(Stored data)
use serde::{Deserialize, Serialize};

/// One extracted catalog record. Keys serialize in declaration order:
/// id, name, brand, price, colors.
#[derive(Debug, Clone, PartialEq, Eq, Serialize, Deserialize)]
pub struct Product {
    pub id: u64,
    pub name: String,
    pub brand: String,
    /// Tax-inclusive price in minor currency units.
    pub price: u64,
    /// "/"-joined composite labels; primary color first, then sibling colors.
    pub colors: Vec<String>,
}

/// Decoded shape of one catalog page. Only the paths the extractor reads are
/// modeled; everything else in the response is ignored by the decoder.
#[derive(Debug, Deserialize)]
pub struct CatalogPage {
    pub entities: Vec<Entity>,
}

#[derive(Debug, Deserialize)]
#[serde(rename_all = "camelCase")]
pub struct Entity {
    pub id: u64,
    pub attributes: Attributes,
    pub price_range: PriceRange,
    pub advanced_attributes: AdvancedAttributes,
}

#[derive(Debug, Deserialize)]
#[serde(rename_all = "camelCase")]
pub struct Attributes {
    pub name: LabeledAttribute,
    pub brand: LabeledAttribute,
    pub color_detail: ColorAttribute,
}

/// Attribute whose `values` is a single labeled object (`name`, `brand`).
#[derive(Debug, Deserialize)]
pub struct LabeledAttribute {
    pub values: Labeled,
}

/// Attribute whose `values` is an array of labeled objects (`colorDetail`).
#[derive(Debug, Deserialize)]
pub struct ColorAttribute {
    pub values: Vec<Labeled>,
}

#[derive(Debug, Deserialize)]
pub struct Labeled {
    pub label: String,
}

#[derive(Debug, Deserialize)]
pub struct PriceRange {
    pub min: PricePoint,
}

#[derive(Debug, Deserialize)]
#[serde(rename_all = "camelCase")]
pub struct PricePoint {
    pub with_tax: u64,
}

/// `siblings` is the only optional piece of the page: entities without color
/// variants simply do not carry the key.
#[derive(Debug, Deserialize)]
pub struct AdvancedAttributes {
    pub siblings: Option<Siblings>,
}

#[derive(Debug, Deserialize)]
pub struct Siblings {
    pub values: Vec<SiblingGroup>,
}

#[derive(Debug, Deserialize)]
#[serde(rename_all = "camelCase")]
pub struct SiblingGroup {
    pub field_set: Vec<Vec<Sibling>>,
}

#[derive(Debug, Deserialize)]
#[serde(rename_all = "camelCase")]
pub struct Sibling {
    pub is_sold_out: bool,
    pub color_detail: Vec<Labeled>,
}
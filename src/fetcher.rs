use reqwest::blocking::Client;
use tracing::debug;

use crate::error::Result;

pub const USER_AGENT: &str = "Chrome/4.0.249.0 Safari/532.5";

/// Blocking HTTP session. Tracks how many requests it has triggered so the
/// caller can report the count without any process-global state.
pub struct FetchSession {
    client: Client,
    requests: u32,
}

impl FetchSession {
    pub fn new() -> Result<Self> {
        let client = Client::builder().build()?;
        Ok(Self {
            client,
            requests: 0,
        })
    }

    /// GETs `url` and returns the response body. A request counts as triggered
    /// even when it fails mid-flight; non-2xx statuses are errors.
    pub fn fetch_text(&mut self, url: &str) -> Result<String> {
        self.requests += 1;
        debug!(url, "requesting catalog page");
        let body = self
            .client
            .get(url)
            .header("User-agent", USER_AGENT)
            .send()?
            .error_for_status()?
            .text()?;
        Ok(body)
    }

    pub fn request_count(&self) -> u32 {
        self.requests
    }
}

▶ **To do**
Reproduce every record above exactly as it is written.

▶ **Task output**
use serde::{Deserialize, Serialize};

/// One extracted catalog record. Keys serialize in declaration order:
/// id, name, brand, price, colors.
#[derive(Debug, Clone, PartialEq, Eq, Serialize, Deserialize)]
pub struct Product {
    pub id: u64,
    pub name: String,
    pub brand: String,
    /// Tax-inclusive price in minor currency units.
    pub price: u64,
    /// "/"-joined composite labels; primary color first, then sibling colors.
    pub colors: Vec<String>,
}

/// Decoded shape of one catalog page. Only the paths the extractor reads are
/// modeled; everything else in the response is ignored by the decoder.
#[derive(Debug, Deserialize)]
pub struct CatalogPage {
    pub entities: Vec<Entity>,
}

#[derive(Debug, Deserialize)]
#[serde(rename_all = "camelCase")]
pub struct Entity {
    pub id: u64,
    pub attributes: Attributes,
    pub price_range: PriceRange,
    pub advanced_attributes: AdvancedAttributes,
}

#[derive(Debug, Deserialize)]
#[serde(rename_all = "camelCase")]
pub struct Attributes {
    pub name: LabeledAttribute,
    pub brand: LabeledAttribute,
    pub color_detail: ColorAttribute,
}

/// Attribute whose `values` is a single labeled object (`name`, `brand`).
#[derive(Debug, Deserialize)]
pub struct LabeledAttribute {
    pub values: Labeled,
}

/// Attribute whose `values` is an array of labeled objects (`colorDetail`).
#[derive(Debug, Deserialize)]
pub struct ColorAttribute {
    pub values: Vec<Labeled>,
}

#[derive(Debug, Deserialize)]
pub struct Labeled {
    pub label: String,
}

#[derive(Debug, Deserialize)]
pub struct PriceRange {
    pub min: PricePoint,
}

#[derive(Debug, Deserialize)]
#[serde(rename_all = "camelCase")]
pub struct PricePoint {
    pub with_tax: u64,
}

/// `siblings` is the only optional piece of the page: entities without color
/// variants simply do not carry the key.
#[derive(Debug, Deserialize)]
pub struct AdvancedAttributes {
    pub siblings: Option<Siblings>,
}

#[derive(Debug, Deserialize)]
pub struct Siblings {
    pub values: Vec<SiblingGroup>,
}

#[derive(Debug, Deserialize)]
#[serde(rename_all = "camelCase")]
pub struct SiblingGroup {
    pub field_set: Vec<Vec<Sibling>>,
}

#[derive(Debug, Deserialize)]
#[serde(rename_all = "camelCase")]
pub struct Sibling {
    pub is_sold_out: bool,
    pub color_detail: Vec<Labeled>,
}
filename src/fetcher.rs
use reqwest::blocking::Client;
use tracing::debug;

use crate::error::Result;

pub const USER_AGENT: &str = "Chrome/4.0.249.0 Safari/532.5";

/// Blocking HTTP session. Tracks how many requests it has triggered so the
/// caller can report the count without any process-global state.
pub struct FetchSession {
    client: Client,
    requests: u32,
}

impl FetchSession {
    pub fn new() -> Result<Self> {
        let client = Client::builder().build()?;
        Ok(Self {
            client,
            requests: 0,
        })
    }

    /// GETs `url` and returns the response body. A request counts as triggered
    /// even when it fails mid-flight; non-2xx statuses are errors.
    pub fn fetch_text(&mut self, url: &str) -> Result<String> {
        self.requests += 1;
        debug!(url, "requesting catalog page");
        let body = self
            .client
            .get(url)
            .header("User-agent", USER_AGENT)
            .send()?
            .error_for_status()?
            .text()?;
        Ok(body)
    }

    pub fn request_count(&self) -> u32 {
        self.requests
    }
}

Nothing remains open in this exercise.